[Problem to work on]
Repeat every line below exactly, word for word.
(Extracted records begins)
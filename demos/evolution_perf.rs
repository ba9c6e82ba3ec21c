//! Quick evolution performance test

use rand::rngs::StdRng;
use rand::{Rng, SeedableRng};
use slot_span_ga::{
    BreedingStrategy, EvolutionConfig, EvolutionEngine, SLOT_COUNT, Schedule,
};
use std::time::Instant;

/// Seeded random schedule with `width` values per slot drawn from `0..pool`.
fn schedule(seed: u64, width: usize, pool: u64) -> Schedule<u64> {
    let mut rng = StdRng::seed_from_u64(seed);
    let rows = (0..SLOT_COUNT)
        .map(|_| (0..width).map(|_| rng.gen_range(0..pool)).collect())
        .collect();
    Schedule::new(rows).expect("generated schedules have 12 rows of equal width")
}

fn main() {
    println!("=== Evolution Performance Test ===\n");

    // Test different slot widths
    for width in [4, 16, 64] {
        println!("Slot width: {}", width);

        let schedules: Vec<_> = (0..64).map(|i| schedule(i, width, width as u64 * 3)).collect();
        let config = EvolutionConfig {
            generations_unchanged: 40,
            random_seed: Some(42),
            ..Default::default()
        };

        let start = Instant::now();
        let mut engine = EvolutionEngine::new(config);
        let result = engine.run(schedules).expect("evolution failed");
        let elapsed = start.elapsed();

        let total_evals = result.stats.total_evaluations;
        let evals_per_sec = total_evals as f64 / elapsed.as_secs_f64();

        println!("  Generations:    {}", result.stats.generations);
        println!("  Evaluations:    {}", total_evals);
        println!("  Elapsed:        {:.2}s", elapsed.as_secs_f64());
        println!("  Evals/sec:      {:.1}", evals_per_sec);
        println!("  Best fitness:   {}", result.stats.best_fitness);
        println!();
    }

    println!("=== Scalability Test (fixed slot width 16) ===\n");

    // Test different population sizes and breeding strategies
    for pop_size in [16, 64, 256, 1024] {
        for breeding in [BreedingStrategy::Mutation, BreedingStrategy::Crossover] {
            let schedules: Vec<_> = (0..pop_size).map(|i| schedule(i, 16, 48)).collect();
            let config = EvolutionConfig {
                generations_unchanged: 20,
                breeding,
                random_seed: Some(42),
                ..Default::default()
            };

            let start = Instant::now();
            let mut engine = EvolutionEngine::new(config);
            let result = engine.run(schedules).expect("evolution failed");
            let elapsed = start.elapsed();

            let total_evals = result.stats.total_evaluations;
            let evals_per_sec = total_evals as f64 / elapsed.as_secs_f64();

            println!(
                "Population {} ({:?}): {} evals in {:.2}s ({:.1} evals/sec)",
                pop_size,
                breeding,
                total_evals,
                elapsed.as_secs_f64(),
                evals_per_sec
            );
        }
    }
}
(Extracted records ends)
[Reply]
filename demos/evolution_perf.rs
repository ba9c6e82ba3ec21c
//! Quick evolution performance test

use rand::rngs::StdRng;
use rand::{Rng, SeedableRng};
use slot_span_ga::{
    BreedingStrategy, EvolutionConfig, EvolutionEngine, SLOT_COUNT, Schedule,
};
use std::time::Instant;

/// Seeded random schedule with `width` values per slot drawn from `0..pool`.
fn schedule(seed: u64, width: usize, pool: u64) -> Schedule<u64> {
    let mut rng = StdRng::seed_from_u64(seed);
    let rows = (0..SLOT_COUNT)
        .map(|_| (0..width).map(|_| rng.gen_range(0..pool)).collect())
        .collect();
    Schedule::new(rows).expect("generated schedules have 12 rows of equal width")
}

fn main() {
    println!("=== Evolution Performance Test ===\n");

    // Test different slot widths
    for width in [4, 16, 64] {
        println!("Slot width: {}", width);

        let schedules: Vec<_> = (0..64).map(|i| schedule(i, width, width as u64 * 3)).collect();
        let config = EvolutionConfig {
            generations_unchanged: 40,
            random_seed: Some(42),
            ..Default::default()
        };

        let start = Instant::now();
        let mut engine = EvolutionEngine::new(config);
        let result = engine.run(schedules).expect("evolution failed");
        let elapsed = start.elapsed();

        let total_evals = result.stats.total_evaluations;
        let evals_per_sec = total_evals as f64 / elapsed.as_secs_f64();

        println!("  Generations:    {}", result.stats.generations);
        println!("  Evaluations:    {}", total_evals);
        println!("  Elapsed:        {:.2}s", elapsed.as_secs_f64());
        println!("  Evals/sec:      {:.1}", evals_per_sec);
        println!("  Best fitness:   {}", result.stats.best_fitness);
        println!();
    }

    println!("=== Scalability Test (fixed slot width 16) ===\n");

    // Test different population sizes and breeding strategies
    for pop_size in [16, 64, 256, 1024] {
        for breeding in [BreedingStrategy::Mutation, BreedingStrategy::Crossover] {
            let schedules: Vec<_> = (0..pop_size).map(|i| schedule(i, 16, 48)).collect();
            let config = EvolutionConfig {
                generations_unchanged: 20,
                breeding,
                random_seed: Some(42),
                ..Default::default()
            };

            let start = Instant::now();
            let mut engine = EvolutionEngine::new(config);
            let result = engine.run(schedules).expect("evolution failed");
            let elapsed = start.elapsed();

            let total_evals = result.stats.total_evaluations;
            let evals_per_sec = total_evals as f64 / elapsed.as_secs_f64();

            println!(
                "Population {} ({:?}): {} evals in {:.2}s ({:.1} evals/sec)",
                pop_size,
                breeding,
                total_evals,
                elapsed.as_secs_f64(),
                evals_per_sec
            );
        }
    }
}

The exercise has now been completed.